● **YOUR OBJECTIVE**:
If a line in the data holds "cache", copy that line out in full.

Dataset excerpts
——
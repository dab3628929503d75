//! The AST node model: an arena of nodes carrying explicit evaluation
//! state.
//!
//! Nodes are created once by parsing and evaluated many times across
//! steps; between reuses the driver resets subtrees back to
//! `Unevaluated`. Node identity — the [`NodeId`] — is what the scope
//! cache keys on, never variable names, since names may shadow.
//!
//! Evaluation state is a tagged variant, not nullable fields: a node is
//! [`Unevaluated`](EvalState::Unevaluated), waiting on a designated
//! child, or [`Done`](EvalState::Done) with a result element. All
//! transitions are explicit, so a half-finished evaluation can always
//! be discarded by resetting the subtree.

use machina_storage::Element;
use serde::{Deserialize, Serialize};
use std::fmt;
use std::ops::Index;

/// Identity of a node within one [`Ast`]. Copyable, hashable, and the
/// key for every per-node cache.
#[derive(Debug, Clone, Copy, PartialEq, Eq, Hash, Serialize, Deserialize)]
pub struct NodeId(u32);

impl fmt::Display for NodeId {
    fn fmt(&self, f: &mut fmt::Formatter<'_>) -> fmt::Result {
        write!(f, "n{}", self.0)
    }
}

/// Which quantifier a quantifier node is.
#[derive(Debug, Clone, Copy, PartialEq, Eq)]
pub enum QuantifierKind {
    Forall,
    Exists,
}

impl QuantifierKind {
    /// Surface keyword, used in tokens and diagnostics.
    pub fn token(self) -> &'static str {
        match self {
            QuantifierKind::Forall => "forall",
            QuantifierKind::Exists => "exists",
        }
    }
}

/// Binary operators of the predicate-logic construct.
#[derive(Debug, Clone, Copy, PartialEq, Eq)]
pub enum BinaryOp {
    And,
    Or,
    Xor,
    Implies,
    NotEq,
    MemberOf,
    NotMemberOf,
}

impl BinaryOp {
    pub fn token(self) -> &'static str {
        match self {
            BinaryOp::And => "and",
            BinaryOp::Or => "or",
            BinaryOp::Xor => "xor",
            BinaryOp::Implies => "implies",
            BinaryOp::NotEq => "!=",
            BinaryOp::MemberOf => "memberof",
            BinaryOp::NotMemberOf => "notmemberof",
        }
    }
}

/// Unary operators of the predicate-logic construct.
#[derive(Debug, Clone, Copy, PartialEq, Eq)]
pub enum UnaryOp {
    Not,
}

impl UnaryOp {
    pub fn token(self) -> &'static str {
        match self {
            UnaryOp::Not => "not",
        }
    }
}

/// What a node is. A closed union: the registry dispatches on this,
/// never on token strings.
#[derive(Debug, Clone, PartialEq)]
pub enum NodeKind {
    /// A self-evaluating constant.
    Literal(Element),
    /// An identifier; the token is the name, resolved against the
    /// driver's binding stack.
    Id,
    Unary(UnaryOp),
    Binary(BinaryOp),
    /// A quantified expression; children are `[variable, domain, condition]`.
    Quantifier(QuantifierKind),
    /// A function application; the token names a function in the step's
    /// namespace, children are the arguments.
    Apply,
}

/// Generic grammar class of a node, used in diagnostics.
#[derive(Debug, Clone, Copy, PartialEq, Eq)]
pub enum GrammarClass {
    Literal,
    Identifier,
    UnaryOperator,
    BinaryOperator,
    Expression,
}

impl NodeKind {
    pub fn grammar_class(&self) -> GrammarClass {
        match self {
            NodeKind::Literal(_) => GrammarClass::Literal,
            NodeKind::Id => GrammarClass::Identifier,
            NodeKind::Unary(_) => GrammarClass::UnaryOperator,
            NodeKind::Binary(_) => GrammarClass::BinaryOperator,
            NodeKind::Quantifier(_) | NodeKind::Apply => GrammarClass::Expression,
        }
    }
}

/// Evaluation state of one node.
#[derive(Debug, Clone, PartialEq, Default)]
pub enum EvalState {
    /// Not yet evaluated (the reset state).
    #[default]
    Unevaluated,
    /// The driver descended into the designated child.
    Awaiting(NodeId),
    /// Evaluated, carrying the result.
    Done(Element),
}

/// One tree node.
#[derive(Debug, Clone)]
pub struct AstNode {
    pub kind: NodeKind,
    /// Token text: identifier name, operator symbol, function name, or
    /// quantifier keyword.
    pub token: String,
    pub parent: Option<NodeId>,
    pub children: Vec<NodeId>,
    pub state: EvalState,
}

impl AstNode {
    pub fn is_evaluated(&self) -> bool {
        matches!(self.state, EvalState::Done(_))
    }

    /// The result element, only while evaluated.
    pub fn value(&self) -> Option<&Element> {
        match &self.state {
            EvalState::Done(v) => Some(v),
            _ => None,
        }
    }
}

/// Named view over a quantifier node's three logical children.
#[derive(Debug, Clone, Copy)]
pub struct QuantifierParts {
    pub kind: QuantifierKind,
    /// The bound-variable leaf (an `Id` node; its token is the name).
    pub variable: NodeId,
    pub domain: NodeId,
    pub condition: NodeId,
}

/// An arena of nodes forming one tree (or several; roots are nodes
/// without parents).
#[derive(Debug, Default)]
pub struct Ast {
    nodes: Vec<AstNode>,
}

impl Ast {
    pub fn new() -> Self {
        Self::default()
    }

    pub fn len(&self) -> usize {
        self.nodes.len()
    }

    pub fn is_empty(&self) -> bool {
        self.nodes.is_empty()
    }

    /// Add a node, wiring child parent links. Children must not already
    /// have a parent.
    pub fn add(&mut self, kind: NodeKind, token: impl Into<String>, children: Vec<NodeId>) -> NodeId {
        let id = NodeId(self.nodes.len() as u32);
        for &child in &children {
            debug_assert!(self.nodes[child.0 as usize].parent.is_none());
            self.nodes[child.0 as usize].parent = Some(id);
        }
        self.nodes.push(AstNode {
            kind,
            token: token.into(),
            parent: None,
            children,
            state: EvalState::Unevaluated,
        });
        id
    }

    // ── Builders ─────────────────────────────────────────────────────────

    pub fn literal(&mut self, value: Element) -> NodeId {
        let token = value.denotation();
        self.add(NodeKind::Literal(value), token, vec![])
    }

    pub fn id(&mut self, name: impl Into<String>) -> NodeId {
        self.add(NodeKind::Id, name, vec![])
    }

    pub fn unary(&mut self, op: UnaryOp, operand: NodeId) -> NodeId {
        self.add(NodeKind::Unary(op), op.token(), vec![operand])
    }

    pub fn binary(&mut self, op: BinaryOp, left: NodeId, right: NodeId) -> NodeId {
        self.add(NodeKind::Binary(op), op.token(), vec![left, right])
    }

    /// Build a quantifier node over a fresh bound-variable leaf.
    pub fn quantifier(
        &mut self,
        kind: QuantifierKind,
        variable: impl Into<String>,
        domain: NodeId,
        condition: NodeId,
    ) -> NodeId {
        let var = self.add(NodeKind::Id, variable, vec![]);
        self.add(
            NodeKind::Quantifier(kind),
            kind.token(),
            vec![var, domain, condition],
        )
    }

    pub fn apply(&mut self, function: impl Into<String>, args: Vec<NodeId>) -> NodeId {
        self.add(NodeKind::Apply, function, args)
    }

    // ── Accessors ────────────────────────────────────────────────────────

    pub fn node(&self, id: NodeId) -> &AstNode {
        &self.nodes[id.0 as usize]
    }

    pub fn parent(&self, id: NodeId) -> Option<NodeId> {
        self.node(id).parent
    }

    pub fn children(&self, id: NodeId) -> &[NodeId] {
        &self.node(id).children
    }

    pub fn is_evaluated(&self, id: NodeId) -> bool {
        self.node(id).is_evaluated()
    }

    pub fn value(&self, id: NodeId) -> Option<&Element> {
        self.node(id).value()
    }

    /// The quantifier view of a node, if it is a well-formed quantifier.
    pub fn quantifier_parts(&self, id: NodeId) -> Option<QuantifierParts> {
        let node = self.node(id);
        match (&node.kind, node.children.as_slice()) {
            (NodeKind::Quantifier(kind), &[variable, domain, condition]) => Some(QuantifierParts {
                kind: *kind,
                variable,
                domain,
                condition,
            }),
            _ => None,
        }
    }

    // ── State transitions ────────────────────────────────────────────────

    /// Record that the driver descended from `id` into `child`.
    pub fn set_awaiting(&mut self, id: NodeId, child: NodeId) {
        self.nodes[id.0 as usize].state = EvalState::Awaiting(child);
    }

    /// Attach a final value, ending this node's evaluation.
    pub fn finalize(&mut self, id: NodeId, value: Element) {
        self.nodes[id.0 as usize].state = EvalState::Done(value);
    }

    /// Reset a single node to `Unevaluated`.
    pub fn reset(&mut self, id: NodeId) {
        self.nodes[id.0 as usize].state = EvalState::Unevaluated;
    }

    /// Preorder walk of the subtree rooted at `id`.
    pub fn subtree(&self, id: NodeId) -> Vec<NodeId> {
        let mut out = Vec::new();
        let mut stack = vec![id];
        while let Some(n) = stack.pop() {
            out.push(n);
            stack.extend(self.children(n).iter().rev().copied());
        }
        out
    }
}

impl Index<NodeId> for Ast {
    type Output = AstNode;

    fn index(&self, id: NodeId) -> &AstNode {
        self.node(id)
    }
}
——
● **ANSWER TO THE EXERCISE**:
//! cache keys on, never variable names, since names may shadow.
/// key for every per-node cache.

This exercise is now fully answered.